WHAT TO WORK ON:
Copy each line from the listing below where the word "value" shows up.

PROVIDED MATERIAL:
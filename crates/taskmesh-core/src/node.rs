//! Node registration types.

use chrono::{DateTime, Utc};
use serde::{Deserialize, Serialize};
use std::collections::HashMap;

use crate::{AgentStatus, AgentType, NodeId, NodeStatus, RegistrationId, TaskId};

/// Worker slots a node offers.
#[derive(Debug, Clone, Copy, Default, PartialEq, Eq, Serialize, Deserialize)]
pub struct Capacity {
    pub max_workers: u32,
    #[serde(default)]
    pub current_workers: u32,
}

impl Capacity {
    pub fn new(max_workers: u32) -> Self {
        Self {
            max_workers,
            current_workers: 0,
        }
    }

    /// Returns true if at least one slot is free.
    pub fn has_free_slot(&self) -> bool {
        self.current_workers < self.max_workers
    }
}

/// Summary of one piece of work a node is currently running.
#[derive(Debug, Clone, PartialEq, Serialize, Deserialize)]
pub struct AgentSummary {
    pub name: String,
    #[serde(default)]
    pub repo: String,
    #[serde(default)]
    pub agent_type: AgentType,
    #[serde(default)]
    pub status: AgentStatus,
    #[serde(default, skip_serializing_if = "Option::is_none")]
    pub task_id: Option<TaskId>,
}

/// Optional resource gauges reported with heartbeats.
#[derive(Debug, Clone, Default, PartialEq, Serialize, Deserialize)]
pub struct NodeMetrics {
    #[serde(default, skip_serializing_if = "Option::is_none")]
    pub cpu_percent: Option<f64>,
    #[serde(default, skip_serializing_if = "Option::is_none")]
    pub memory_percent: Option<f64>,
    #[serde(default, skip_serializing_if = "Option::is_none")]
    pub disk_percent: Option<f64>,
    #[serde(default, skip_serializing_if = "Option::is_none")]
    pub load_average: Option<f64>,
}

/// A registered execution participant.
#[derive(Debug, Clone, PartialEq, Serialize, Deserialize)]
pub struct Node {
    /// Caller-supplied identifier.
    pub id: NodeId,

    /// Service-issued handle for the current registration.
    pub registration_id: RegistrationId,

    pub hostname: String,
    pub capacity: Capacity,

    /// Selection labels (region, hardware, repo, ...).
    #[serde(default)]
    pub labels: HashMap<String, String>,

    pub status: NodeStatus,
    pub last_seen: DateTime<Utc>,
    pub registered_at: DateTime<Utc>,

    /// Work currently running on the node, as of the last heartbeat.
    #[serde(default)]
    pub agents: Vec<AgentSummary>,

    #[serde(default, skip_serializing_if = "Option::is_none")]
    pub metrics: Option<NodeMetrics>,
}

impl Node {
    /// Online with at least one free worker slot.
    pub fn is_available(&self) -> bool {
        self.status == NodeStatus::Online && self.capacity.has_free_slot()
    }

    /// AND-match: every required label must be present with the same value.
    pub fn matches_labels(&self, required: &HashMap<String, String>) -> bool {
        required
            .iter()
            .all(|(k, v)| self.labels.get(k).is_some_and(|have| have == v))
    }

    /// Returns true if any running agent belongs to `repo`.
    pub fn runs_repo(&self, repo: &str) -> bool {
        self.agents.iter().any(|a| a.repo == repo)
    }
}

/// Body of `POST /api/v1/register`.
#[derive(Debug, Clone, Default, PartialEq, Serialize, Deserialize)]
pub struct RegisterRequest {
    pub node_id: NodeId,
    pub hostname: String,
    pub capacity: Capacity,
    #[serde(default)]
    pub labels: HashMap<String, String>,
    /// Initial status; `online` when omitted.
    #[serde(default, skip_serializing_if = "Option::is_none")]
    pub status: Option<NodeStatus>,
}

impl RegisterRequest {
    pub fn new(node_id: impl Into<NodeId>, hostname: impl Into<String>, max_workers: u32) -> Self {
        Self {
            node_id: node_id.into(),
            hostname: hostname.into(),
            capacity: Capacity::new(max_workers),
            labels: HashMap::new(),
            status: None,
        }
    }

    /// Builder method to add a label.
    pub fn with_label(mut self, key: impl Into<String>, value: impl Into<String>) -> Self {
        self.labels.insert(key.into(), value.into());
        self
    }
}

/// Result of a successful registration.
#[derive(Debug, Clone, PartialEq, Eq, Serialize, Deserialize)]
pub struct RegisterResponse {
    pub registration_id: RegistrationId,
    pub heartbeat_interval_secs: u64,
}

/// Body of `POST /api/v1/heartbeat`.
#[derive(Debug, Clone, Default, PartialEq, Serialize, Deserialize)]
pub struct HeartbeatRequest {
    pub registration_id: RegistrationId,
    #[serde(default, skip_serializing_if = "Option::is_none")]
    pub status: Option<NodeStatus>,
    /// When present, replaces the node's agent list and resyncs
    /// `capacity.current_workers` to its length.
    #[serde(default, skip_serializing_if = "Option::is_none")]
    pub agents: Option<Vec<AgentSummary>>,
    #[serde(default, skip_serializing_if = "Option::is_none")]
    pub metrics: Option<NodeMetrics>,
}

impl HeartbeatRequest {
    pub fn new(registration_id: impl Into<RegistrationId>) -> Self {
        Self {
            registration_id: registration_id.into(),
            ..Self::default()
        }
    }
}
--
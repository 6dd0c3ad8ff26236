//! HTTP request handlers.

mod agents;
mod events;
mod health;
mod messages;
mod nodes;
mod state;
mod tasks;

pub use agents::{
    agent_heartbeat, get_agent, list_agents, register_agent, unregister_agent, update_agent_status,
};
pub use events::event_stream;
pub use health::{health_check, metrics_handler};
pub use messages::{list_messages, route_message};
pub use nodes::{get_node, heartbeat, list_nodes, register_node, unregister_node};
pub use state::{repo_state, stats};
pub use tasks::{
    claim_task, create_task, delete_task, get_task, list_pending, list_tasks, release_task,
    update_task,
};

RESPONSE AREA:
    /// AND-match: every required label must be present with the same value.
    pub fn with_label(mut self, key: impl Into<String>, value: impl Into<String>) -> Self {
        self.labels.insert(key.into(), value.into());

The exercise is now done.